The scientists who conducted these studies had zero background in this kind of thing. They were all traditionally trained and not only did they have no experience with this kind of otherworldly stuff, they also were naive to the tricks of fraudsters. They just had never hung out in those circles.
One of the critiques that came out later regarding their work, made this statement:
I stopped on this and tried to understand what it meant and what it said about the role of intuition in scientific, or really any other, study.Scientists could only come to a correct judgement of an experiment after developing an intuition appropriate to the field of investigation. (italics mine)
Here is what I think it meant.
He felt that the studies they had made were not good ones because they were testing and observing things they had not taken the time to develop an intuition about first.
I think he was saying that when studying something that you have no understanding of or personal experience with, you must first familiarise yourself by observing. Not judging. Just observing and being present to allow your intuition to, later, guide your more "rational" or scientifically trained mind.
Think about when you get a new deck. Do you look through cards and decode all the symbols you know, card-by-card, putting each one through all your "tests", subjecting them to all your knowledge of tarot and correspondences etc, OR, do you just sort of thumb through them and let them sort of present themselves to you?

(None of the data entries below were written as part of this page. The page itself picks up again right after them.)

// Launching the apply worker on its own thread.

use std::sync::Arc;
use std::sync::atomic::AtomicBool;
use std::sync::mpsc::{self, Receiver, SyncSender};
use std::thread::{self, JoinHandle};

use anyhow::{Result, anyhow};
use tracing::{error, info};

use crate::apply::{ApplyEngine, ApplySummary, PgTarget, Session, SessionManager, Target};
use crate::config::FollowerConfig;
use crate::error::FollowerError;
use crate::logical_replication::stream::{LogicalReplicationStream, ReplicationStream};

/// Sending half of the one-shot configuration handoff.
pub struct ConfigSender(SyncSender<FollowerConfig>);

/// Receiving half, owned by the worker.
pub struct ConfigReceiver(Receiver<FollowerConfig>);

pub fn config_handoff() -> (ConfigSender, ConfigReceiver) {
    let (tx, rx) = mpsc::sync_channel(1);
    (ConfigSender(tx), ConfigReceiver(rx))
}

impl ConfigSender {
    pub fn send(self, config: FollowerConfig) -> Result<()> {
        self.0
            .send(config)
            .map_err(|_| anyhow!("worker is gone before its configuration was handed over"))
    }
}

impl ConfigReceiver {
    /// Take the configuration; it must already have been handed over.
    pub fn take(self) -> Result<FollowerConfig, FollowerError> {
        self.0.try_recv().map_err(|_| {
            FollowerError::Configuration("no session configuration was handed to the worker".into())
        })
    }
}

/// A running worker. It stops on its own once the shutdown flag it was
/// launched with is set.
pub struct WorkerHandle {
    thread: JoinHandle<Result<ApplySummary>>,
}

impl WorkerHandle {
    pub fn join(self) -> Result<ApplySummary> {
        join_worker(self.thread)
    }
}

fn join_worker(thread: JoinHandle<Result<ApplySummary>>) -> Result<ApplySummary> {
    thread
        .join()
        .map_err(|_| anyhow!("apply worker panicked"))?
}

/// Start a worker against real connections. Returns once the session is
/// streaming, or with the startup failure.
pub fn launch(config: FollowerConfig, shutdown: Arc<AtomicBool>) -> Result<WorkerHandle> {
    launch_with(config, shutdown, connect)
}

fn connect(config: &FollowerConfig) -> Result<(Session<LogicalReplicationStream>, PgTarget)> {
    let target = PgTarget::connect(&config.target)?;
    let session = SessionManager::open(config)?;
    Ok((session, target))
}

/// Like [`launch`], with the connection step supplied by the caller.
pub fn launch_with<S, T, F>(
    config: FollowerConfig,
    shutdown: Arc<AtomicBool>,
    connect: F,
) -> Result<WorkerHandle>
where
    S: ReplicationStream + 'static,
    T: Target + 'static,
    F: FnOnce(&FollowerConfig) -> Result<(Session<S>, T)> + Send + 'static,
{
    let (config_tx, config_rx) = config_handoff();
    let (ready_tx, ready_rx) = mpsc::sync_channel::<()>(1);
    config_tx.send(config)?;

    let thread = thread::Builder::new()
        .name("pg_follower apply".to_string())
        .spawn(move || worker_main(config_rx, ready_tx, shutdown, connect))?;

    match ready_rx.recv() {
        Ok(()) => {
            info!("apply worker started");
            Ok(WorkerHandle { thread })
        }
        // The worker dropped its ready signal: it failed during startup.
        Err(_) => match join_worker(thread) {
            Err(e) => Err(e),
            Ok(_) => Err(anyhow!("apply worker exited before reporting readiness")),
        },
    }
}

fn worker_main<S, T, F>(
    config_rx: ConfigReceiver,
    ready: SyncSender<()>,
    shutdown: Arc<AtomicBool>,
    connect: F,
) -> Result<ApplySummary>
where
    S: ReplicationStream,
    T: Target,
    F: FnOnce(&FollowerConfig) -> Result<(Session<S>, T)>,
{
    let config = config_rx.take()?;
    let (session, target) = connect(&config).map_err(|e| {
        error!(error = %e, "apply worker could not start");
        e
    })?;
    // The launcher may have stopped waiting; nothing to do about it here.
    let _ = ready.send(());
    drop(ready);

    let mut engine = ApplyEngine::new(session, target, shutdown, config.wait_timeout);
    engine.run()
}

If you do the latter, the cards are kind of triggering your intuition, sub-consciously, which will allow you later to apply your "scientific methods" more accurately, more appropriately to the cards, to the individual deck.
I think what that quote meant was, before you can understand something, you have to expose yourself to it. Let it sort of wash over you and get you thinking or experiencing in a different way.
When you do a spread, do you immediately start decoding the symbols and cards, or do you let things wash over you to trigger your intuition first? And then start applying what you know?
Does anyone else think this applies to intuitive reading?